Quxie Capsule Inhibits Colon Tumor Growth Partially Through Foxo1-Mediated Apoptosis and Immune Modulation.

Integr Cancer Ther 2019 Jan-Dec;18:1534735419846377

2 The University of Texas MD Anderson Cancer Center, Houston, TX, USA.

Quxie capsule (QX), a herbal remedy used in traditional Chinese medicine, is routinely used in advanced colorectal cancer treatment in Xiyuan Hospital in Beijing, China. However, the mechanism(s) underlying the effect of QX in colorectal cancer remain unclear, which hampers the optimal use of QX for the treatment of the disease. The transcription factor forkhead box O1 (Foxo1) plays important roles in regulation of cell cycle, apoptosis, and immune response in various cancers. In this study, we examined the antitumor efficacy of QX in a mouse model of colorectal cancer and further investigated the mechanism by which QX regulated Foxo1 protein-mediated pathways. QX administered via gavage daily for 2 weeks in mice carrying CT26 mouse colon tumors resulted in significantly lower mean tumor weight (0.93 ± 0.32 g) compared with that in vehicle control-treated mice (1.57 ± 0.57 g, P <.05). Foxo1 protein expression in tumors was also higher in the QX group than that in the vehicle control group. Furthermore, QX treatment upregulated apoptotic proteins such as Fas, Bim, and cleaved caspase-3 in tumor tissue compared with those in the vehicle control group.
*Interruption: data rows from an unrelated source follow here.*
//! Query parameter helpers shared by the API route handlers.
//!
//! These structs and enums provide strongly-typed parsing for URL query strings
//! while exposing the metadata needed for OpenAPI generation via `rocket_okapi`.
//! Values that cannot be parsed at all (an unknown `orderby`, a non-numeric
//! `page`) make Rocket reject the request with a 422; values that parse but are
//! out of range are rejected by the `resolve`/`window` helpers with a 400.

use rocket::form::{self, ValueField};
use rocket_okapi::okapi::schemars::JsonSchema;
use serde::{Deserialize, Serialize};

use crate::error::ApiError;
use crate::models::EntityId;
use crate::store::{CustomerQuery, CustomerSearch};
use crate::sync::LookbackWindow;

const DEFAULT_PER_PAGE: i64 = 10;
const MAX_PER_PAGE: i64 = 100;

/// Role listed when the request does not name one.
pub const DEFAULT_CUSTOMER_ROLE: &str = "customer";

/// Sort direction for list endpoints.
#[derive(Debug, Clone, Copy, PartialEq, Eq, Serialize, Deserialize, JsonSchema)]
#[serde(rename_all = "lowercase")]
pub enum SortOrder {
    /// Sort ascending.
    Asc,
    /// Sort descending.
    Desc,
}

impl Default for SortOrder {
    fn default() -> Self {
        SortOrder::Asc
    }
}

impl SortOrder {
    /// Render the sort order as a SQL keyword.
    pub fn sql_keyword(self) -> &'static str {
        match self {
            SortOrder::Asc => "ASC",
            SortOrder::Desc => "DESC",
        }
    }
}

impl<'r> form::FromFormField<'r> for SortOrder {
    fn from_value(field: ValueField<'r>) -> form::Result<'r, Self> {
        match field.value.to_ascii_lowercase().as_str() {
            "asc" => Ok(SortOrder::Asc),
            "desc" => Ok(SortOrder::Desc),
            other => Err(form::Error::validation(format!(
                "invalid sort order '{other}'; expected 'asc' or 'desc'"
            ))
            .into()),
        }
    }
}

/// Sort keys supported by the customers listing.
#[derive(Debug, Clone, Copy, PartialEq, Eq, Serialize, Deserialize, JsonSchema)]
#[serde(rename_all = "snake_case")]
pub enum CustomerOrderBy {
    Id,
    /// Position in the `include` list.
    Include,
    Name,
    RegisteredDate,
}

impl Default for CustomerOrderBy {
    fn default() -> Self {
        CustomerOrderBy::Name
    }
}

impl<'r> form::FromFormField<'r> for CustomerOrderBy {
    fn from_value(field: ValueField<'r>) -> form::Result<'r, Self> {
        match field.value {
            "id" => Ok(CustomerOrderBy::Id),
            "include" => Ok(CustomerOrderBy::Include),
            "name" => Ok(CustomerOrderBy::Name),
            "registered_date" => Ok(CustomerOrderBy::RegisteredDate),
            other => Err(form::Error::validation(format!(
                "invalid orderby '{other}'; expected one of id, include, name, registered_date"
            ))
            .into()),
        }
    }
}

/// Comma-separated list of entity ids (`include=4,8,15`).
#[derive(Debug, Clone, Default, PartialEq, Eq, Serialize, Deserialize, JsonSchema)]
#[serde(transparent)]
pub struct IdListParam(pub Vec<EntityId>);

impl<'r> form::FromFormField<'r> for IdListParam {
    fn from_value(field: ValueField<'r>) -> form::Result<'r, Self> {
        let mut ids = Vec::new();
        for part in field.value.split(',').map(str::trim).filter(|p| !p.is_empty()) {
            match part.parse::<i64>() {
                Ok(id) if id > 0 => ids.push(EntityId(id)),
                _ => {
                    return Err(form::Error::validation(format!(
                        "invalid id '{part}'; expected a positive integer"
                    ))
                    .into());
                }
            }
        }
        Ok(IdListParam(ids))
    }
}

/// Query parameters accepted by the orders-updated endpoint.
#[derive(Debug, Clone, Serialize, Deserialize, rocket::form::FromForm, JsonSchema)]
pub struct UpdatedOrdersParams {
    /// Lookback window in days (defaults to 30, must not be negative).
    #[field(default = 30)]
    #[serde(default = "default_days")]
    pub days: i64,
}

const fn default_days() -> i64 {
    30
}

impl Default for UpdatedOrdersParams {
    fn default() -> Self {
        Self {
            days: default_days(),
        }
    }
}

impl UpdatedOrdersParams {
    pub fn window(&self) -> Result<LookbackWindow, ApiError> {
        LookbackWindow::from_days(self.days).ok_or_else(|| {
            ApiError::BadRequest(format!(
                "invalid days '{}'; the lookback window cannot be negative",
                self.days
            ))
        })
    }
}

/// Query parameters supported by the customers listing.
#[derive(Debug, Clone, Serialize, Deserialize, rocket::form::FromForm, JsonSchema)]
pub struct CustomerListParams {
    /// One-based page index (defaults to 1).
    #[field(default = 1)]
    #[serde(default = "default_page")]
    pub page: i64,
    /// Page size between 1 and 100 (defaults to 10).
    #[field(default = 10)]
    #[serde(default = "default_per_page")]
    pub per_page: i64,
    /// Explicit row offset; when positive it overrides the offset derived from `page`.
    #[field(default = 0)]
    #[serde(default)]
    pub offset: i64,
    /// Sort direction (defaults to `asc`).
    #[field(default = SortOrder::Asc)]
    #[serde(default)]
    pub order: SortOrder,
    /// Sort key (defaults to `name`).
    #[field(name = "orderby", default = CustomerOrderBy::Name)]
    #[serde(rename = "orderby", default)]
    pub order_by: CustomerOrderBy,
    /// Substring matched against email, username and display name.
    #[serde(default)]
    pub search: Option<String>,
    /// Exact email match; takes precedence over `search`.
    #[serde(default)]
    pub email: Option<String>,
    /// Role to filter by (defaults to `customer`, `all` disables the filter).
    #[serde(default)]
    pub role: Option<String>,
    /// Only list these customer ids.
    #[field(default = IdListParam(Vec::new()))]
    #[serde(default)]
    pub include: IdListParam,
    /// Never list these customer ids.
    #[field(default = IdListParam(Vec::new()))]
    #[serde(default)]
    pub exclude: IdListParam,
}

const fn default_page() -> i64 {
    1
}

const fn default_per_page() -> i64 {
    DEFAULT_PER_PAGE
}

impl Default for CustomerListParams {
    fn default() -> Self {
        Self {
            page: default_page(),
            per_page: default_per_page(),
            offset: 0,
            order: SortOrder::Asc,
            order_by: CustomerOrderBy::Name,
            search: None,
            email: None,
            role: None,
            include: IdListParam::default(),
            exclude: IdListParam::default(),
        }
    }
}

fn non_empty(value: &Option<String>) -> Option<&str> {
    value
        .as_deref()
        .map(str::trim)
        .filter(|value| !value.is_empty())
}

impl CustomerListParams {
    /// Validate the parameters and turn them into a store query.
    pub fn resolve(&self) -> Result<CustomerQuery, ApiError> {
        if self.page < 1 {
            return Err(ApiError::BadRequest(format!(
                "invalid page '{}'; pages start at 1",
                self.page
            )));
        }

        if !(1..=MAX_PER_PAGE).contains(&self.per_page) {
            return Err(ApiError::BadRequest(format!(
                "invalid per_page '{}'; expected a value between 1 and {MAX_PER_PAGE}",
                self.per_page
            )));
        }

        let offset = match self.offset {
            offset if offset < 0 => {
                return Err(ApiError::BadRequest(format!(
                    "invalid offset '{offset}'; the offset cannot be negative"
                )));
            }
            0 => (self.page - 1).checked_mul(self.per_page).ok_or_else(|| {
                ApiError::BadRequest(format!(
                    "invalid page '{}'; the derived offset is out of range",
                    self.page
                ))
            })?,
            offset => offset,
        };

        let search = match (non_empty(&self.email), non_empty(&self.search)) {
            (Some(email), _) => Some(CustomerSearch::Email(email.to_string())),
            (None, Some(term)) => Some(CustomerSearch::Term(term.to_string())),
            (None, None) => None,
        };

        let role = match non_empty(&self.role) {
            Some("all") => None,
            Some(role) => Some(role.to_string()),
            None => Some(DEFAULT_CUSTOMER_ROLE.to_string()),
        };

        Ok(CustomerQuery {
            role,
            search,
            include: self.include.0.clone(),
            exclude: self.exclude.0.clone(),
            order_by: self.order_by,
            order: self.order,
            limit: self.per_page,
            offset,
        })
    }
}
Intriguingly, the ratios of Th1/Th2 and Th17/Treg cells and levels of T-bet protein (the key regulator of Th1 and Th2 cells) were higher while the level of Foxp3 (the key regulator of Treg cells) was lower in QX-treated mice compared to vehicle control mice, revealing that Foxo1 upregulated T-bet and downregulated Foxp3 and induced a shift in immune balance. This shift could be critical in the antitumor efficacy of QX. Furthermore, knocking down Foxo1 in human colon cancer HCT116 cells partially blocked the effect of QX-elicited antiproliferative activity. Together, these results suggest that QX exerts antitumor activity in CT26 mouse colon cancer model partially mediated by Foxo1-induced apoptosis and antitumor immune response.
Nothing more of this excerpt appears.